If the rescue operation carried out last month in Kanyakumari is any indication, the traffickers are mainly targeting Christian children. Which is probably why the garb of the evangelicals is a favorite ploy with the operators.
A Season in Hell
Once the children reach Tamil Nadu, they find to their horror that they are put up in unauthorised homes. The living conditions at these homes are appalling.
Eventually,the children end up as domestic servants, beggars, quarry or circus workers,or are used in the organ trade, drug peddling and smuggling.
Many of them are also sexually abused.
Renuka Devi Borkotoky, head of the Assam unit of Indian Red Cross Society, believes that child trafficking has become an organised racket and is spreading like a rash in the northeast. "Child traffickers step up their offensive when hundreds of families become homeless thanks to annual floods or ethnic clashes.
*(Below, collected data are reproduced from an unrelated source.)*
//! Interactive read-eval-print loop over the running network. Modeled on
//! a plain synchronous command loop: no external line-editing crate, no
//! lock held across commands, and its own small command-history buffer.

use std::fs::File;
use std::io::{self, BufWriter, Write};

use dht_core::KeyInt;
use rand::SeedableRng;
use tracing::warn;

use crate::driver::Network;

pub struct Shell {
    network: Network,
    current: usize,
    verbose: bool,
    history: Vec<String>,
    running: bool,
}

impl Shell {
    pub fn new(network: Network) -> Shell {
        Shell {
            network,
            current: 0,
            verbose: false,
            history: Vec::new(),
            running: true,
        }
    }

    /// Runs the loop until `quit` or EOF on stdin. Returns the process
    /// exit code (0 for a normal quit or EOF, 1 for a usage error during
    /// a single command is still 0 overall — only startup-level failures
    /// in `main` produce a nonzero exit).
    pub async fn run(mut self) -> i32 {
        let stdin = io::stdin();
        print_banner(&self.network);

        while self.running {
            print!("dht-sim> ");
            let _ = io::stdout().flush();

            let mut line = String::new();
            let bytes = stdin.read_line(&mut line).unwrap_or(0);
            if bytes == 0 {
                println!();
                break;
            }
            let line = line.trim().to_string();
            if line.is_empty() {
                continue;
            }
            self.history.push(line.clone());
            self.dispatch(&line).await;
        }

        0
    }

    async fn dispatch(&mut self, line: &str) {
        let mut parts = line.split_whitespace();
        let command = match parts.next() {
            Some(c) => c,
            None => return,
        };
        let args: Vec<&str> = parts.collect();

        match command {
            "help" => self.cmd_help(),
            "quit" | "exit" => self.running = false,
            "jump" => self.cmd_jump(&args),
            "show" => self.cmd_show(),
            "lookup" => self.cmd_lookup(&args).await,
            "find_nearest" => self.cmd_find_nearest(&args),
            "rand_node" => self.cmd_rand_node(),
            "rand_key" => self.cmd_rand_key(),
            "save" => self.cmd_save(&args),
            "graphviz" => self.cmd_graphviz(&args),
            "verbose" => self.cmd_verbose(&args),
            "bit_length" => self.cmd_bit_length(&args),
            "xor" => self.cmd_xor(&args),
            "cheat_lookup" => self.cmd_cheat_lookup(&args).await,
            "buy_storage" | "put_bytes" | "get_bytes" => self.cmd_external_stub(command),
            other => println!("unknown command {other:?}; try `help`"),
        }
    }

    fn cmd_help(&self) {
        println!(
            "commands: help quit jump show lookup find_nearest rand_node rand_key \
             save graphviz verbose bit_length xor cheat_lookup \
             buy_storage put_bytes get_bytes"
        );
    }

    fn cmd_jump(&mut self, args: &[&str]) {
        let Some(hex) = args.first() else {
            println!("usage: jump <hex-id>");
            return;
        };
        let id = match KeyInt::from_hex(hex) {
            Ok(id) => id,
            Err(e) => {
                println!("{e}");
                return;
            }
        };
        match self.network.ids.iter().position(|candidate| *candidate == id) {
            Some(index) => {
                self.current = index;
                println!("now at node {index} ({hex})");
            }
            None => println!("no node with id {hex}"),
        }
    }

    fn cmd_show(&self) {
        let index = self.current;
        println!("node {index} id={}", self.network.ids[index].to_hex());
    }

    async fn cmd_lookup(&self, args: &[&str]) {
        let Some(hex) = args.first() else {
            println!("usage: lookup <hex-key>");
            return;
        };
        let key = match KeyInt::from_hex(hex) {
            Ok(key) => key,
            Err(e) => {
                println!("{e}");
                return;
            }
        };
        let node = self.network.nodes[self.current].read().await;
        let result = node.node_lookup(key).await;
        for addr in result {
            println!("{}", addr.id.to_hex());
        }
    }

    fn cmd_find_nearest(&self, args: &[&str]) {
        let (Some(hex), Some(n)) = (args.first(), args.get(1)) else {
            println!("usage: find_nearest <hex-key> <n>");
            return;
        };
        let key = match KeyInt::from_hex(hex) {
            Ok(key) => key,
            Err(e) => {
                println!("{e}");
                return;
            }
        };
        let n: u32 = match n.parse() {
            Ok(n) => n,
            Err(_) => {
                println!("{n:?} is not a valid count");
                return;
            }
        };
        let index = self.current;
        let result = self
            .network
            .nodes
            .get(index)
            .expect("current index always in range");
        // `find_closest` only needs a read lock, taken synchronously here
        // via try_read since this command never contends with a writer.
        match result.try_read() {
            Ok(node) => {
                for addr in node.find_closest(key, n) {
                    println!("{}", addr.id.to_hex());
                }
            }
            Err(_) => println!("node is busy, try again"),
        }
    }

    fn cmd_rand_node(&mut self) {
        use rand::Rng;
        let mut rng = rand::rngs::StdRng::from_entropy();
        self.current = rng.gen_range(0..self.network.nodes.len());
        println!("now at node {}", self.current);
    }

    fn cmd_rand_key(&self) {
        let mut rng = rand::rngs::StdRng::from_entropy();
        println!("{}", KeyInt::random(&mut rng).to_hex());
    }

    fn cmd_save(&self, args: &[&str]) {
        let Some(path) = args.first() else {
            println!("usage: save <file>");
            return;
        };
        if let Err(e) = self.write_dump(path) {
            println!("failed to save: {e}");
        } else {
            println!("wrote {path}");
        }
    }

    fn write_dump(&self, path: &str) -> io::Result<()> {
        let file = File::create(path)?;
        let mut writer = BufWriter::new(file);
        // Synchronous borrow: the dump only reads already-settled routing
        // state and is only ever reachable from the single shell task, so
        // a blocking `try_read` is safe here.
        let mut guards = Vec::with_capacity(self.network.nodes.len());
        for handle in &self.network.nodes {
            guards.push(handle.try_read().map_err(|_| {
                io::Error::new(io::ErrorKind::WouldBlock, "a node is mid-RPC, retry")
            })?);
        }
        let refs: Vec<&dht_core::NodeCore> = guards.iter().map(|g| &**g).collect();
        let config = refs[0].config();
        dht_core::persist::dump_network(&mut writer, config, &refs)
    }

    fn cmd_graphviz(&self, args: &[&str]) {
        let Some(path) = args.first() else {
            println!("usage: graphviz <file>");
            return;
        };
        let result = File::create(path).and_then(|file| {
            let mut writer = BufWriter::new(file);
            let mut guards = Vec::with_capacity(self.network.nodes.len());
            for handle in &self.network.nodes {
                guards.push(handle.try_read().map_err(|_| {
                    io::Error::new(io::ErrorKind::WouldBlock, "a node is mid-RPC, retry")
                })?);
            }
            let refs: Vec<&dht_core::NodeCore> = guards.iter().map(|g| &**g).collect();
            dht_core::persist::dump_graphviz(&mut writer, &refs)
        });
        match result {
            Ok(()) => println!("wrote {path}"),
            Err(e) => println!("failed to save: {e}"),
        }
    }

    fn cmd_verbose(&mut self, args: &[&str]) {
        match args.first() {
            Some(&"1") => {
                self.verbose = true;
                println!("verbose on");
            }
            Some(&"0") => {
                self.verbose = false;
                println!("verbose off");
            }
            _ => println!("usage: verbose 0|1"),
        }
    }

    fn cmd_bit_length(&self, args: &[&str]) {
        let Some(hex) = args.first() else {
            println!("usage: bit_length <hex>");
            return;
        };
        match KeyInt::from_hex(hex) {
            Ok(key) => println!("{}", key.bit_length()),
            Err(e) => println!("{e}"),
        }
    }

    fn cmd_xor(&self, args: &[&str]) {
        let (Some(a), Some(b)) = (args.first(), args.get(1)) else {
            println!("usage: xor <hex> <hex>");
            return;
        };
        match (KeyInt::from_hex(a), KeyInt::from_hex(b)) {
            (Ok(a), Ok(b)) => println!("{}", a.xor(&b).to_hex()),
            (Err(e), _) | (_, Err(e)) => println!("{e}"),
        }
    }

    /// Ground-truth nearest-k via a linear scan over every registered id,
    /// bypassing routing tables entirely. Used to validate `lookup`.
    async fn cmd_cheat_lookup(&self, args: &[&str]) {
        let Some(hex) = args.first() else {
            println!("usage: cheat_lookup <hex-key>");
            return;
        };
        let key = match KeyInt::from_hex(hex) {
            Ok(key) => key,
            Err(e) => {
                println!("{e}");
                return;
            }
        };
        let k = self.network.nodes[self.current].read().await.config().k;
        let mut ids: Vec<KeyInt> = self.network.ids.clone();
        ids.sort_by_key(|id| key.xor(id));
        for id in ids.into_iter().take(k as usize) {
            println!("{}", id.to_hex());
        }
    }

    fn cmd_external_stub(&self, command: &str) {
        warn!(command, "external operation is outside the simulator's scope");
        println!("{command}: not implemented by the simulator, no node state changed");
    }
}

fn print_banner(network: &Network) {
    println!(
        "dht-sim: {} peers, B={} k={} alpha={}",
        network.nodes.len(),
        network.nodes[0].try_read().map(|n| n.config().b).unwrap_or(0),
        network.nodes[0].try_read().map(|n| n.config().k).unwrap_or(0),
        network.nodes[0].try_read().map(|n| n.config().alpha).unwrap_or(0),
    );
    println!("type `help` for a list of commands");
}
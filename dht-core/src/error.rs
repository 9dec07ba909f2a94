//! Error taxonomy for the DHT core.
//!
//! Every fallible core operation returns [`CoreError`]. Transport failures
//! and missing-value lookups are everyday outcomes, not bugs, and are
//! represented as ordinary variants rather than panics.

use crate::key::KeyInt;

/// Error kinds produced by the DHT core.
#[derive(thiserror::Error, Debug, Clone, PartialEq, Eq)]
pub enum CoreError {
    #[error("invalid format: {0}")]
    InvalidFormat(String),

    #[error("division by zero")]
    DivisionByZero,

    #[error("arithmetic overflow")]
    Overflow,

    #[error("node {0} attempted to observe itself")]
    SelfReference(KeyInt),

    #[error("transport could not reach the destination")]
    Unreachable,

    #[error("bounded random permutation exhausted its entropy")]
    Exhausted,

    #[error("no peer holds key {0}")]
    NotFound(KeyInt),

    #[error("entry store is full")]
    StorageFull,
}

/// Result alias used throughout the core crate.
pub type CoreResult<T> = Result<T, CoreError>;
These are the times when the people are most vulnerable," says Bokotoky.
In Manipur, the fact that its education system leaves much to be desired also adds to the lure of the traffickers. The general run of schools in the state is under-furnished and understaffed. Even where there are teachers, they play truant. Classrooms are in a state ruin. This is certainly not the best place for a child to study and come up in life.
High Alert
With increased incidence of child trafficking in the region, child's rights activists and NGOs are on high alert. Child Line, a child's rights organisation with national presence, was set up by the ministry of women and child development and given the mandate to curb trafficking. It has played a pivotal role in bringing back rescued children and rehabilitating them.
Mala Lisham, coordinator of Child Line Imphal, says in June 2009, 25 children trafficked from the remote Kaibi village in Manipur were rescued from an Andhra Pradesh-bound train at Howrah. "Around the same time, six girls hailing from Churachanpur were rescued from a bus terminal in Imphal just as they were about to be smuggled to Delhi," says Lisham.
Last year, her agency rescued 15 tribal girls from being trafficked to Chennai and three kids from an illegal home in Bangalore.
Despite the efforts of such organisations a number of cases of child trafficking still go unreported.
The slow judicial process adds to the problem. Most of the reported cases are pending in the courts, and the culprits manage to get bail and remain active.
Activists also complain of police apathy. A top official of the local Child Welfare Committee says, "The police have failed to recover children in over 70 per cent of the cases." The committee, comprising 32 NGOs,including some registered orphanages, is looking after the rescue and rehabilitation of the victims.
Despite the misgivings of NGOs, the state administrations seem to be on their toes. Officials in Tamil Nadu said the children rescued from the state and belonging to the northeast will be sent back after a probe.
Manipur's social welfare department has issued a notification making it mandatory for all to obtain its approval before taking children outside Manipur borders.
The department has set up an emergency child help line, 1098, which could be contacted for immediate action if groups of children are seen in travel mode under suspicious circumstances at bus or taxi stands, airports, railway stations and hotels.
Will all these measures stem the trafficking trade? To some extent, yes. But the government - and police - needs to keep up the pressure and simultaneously address developmental problems in the region.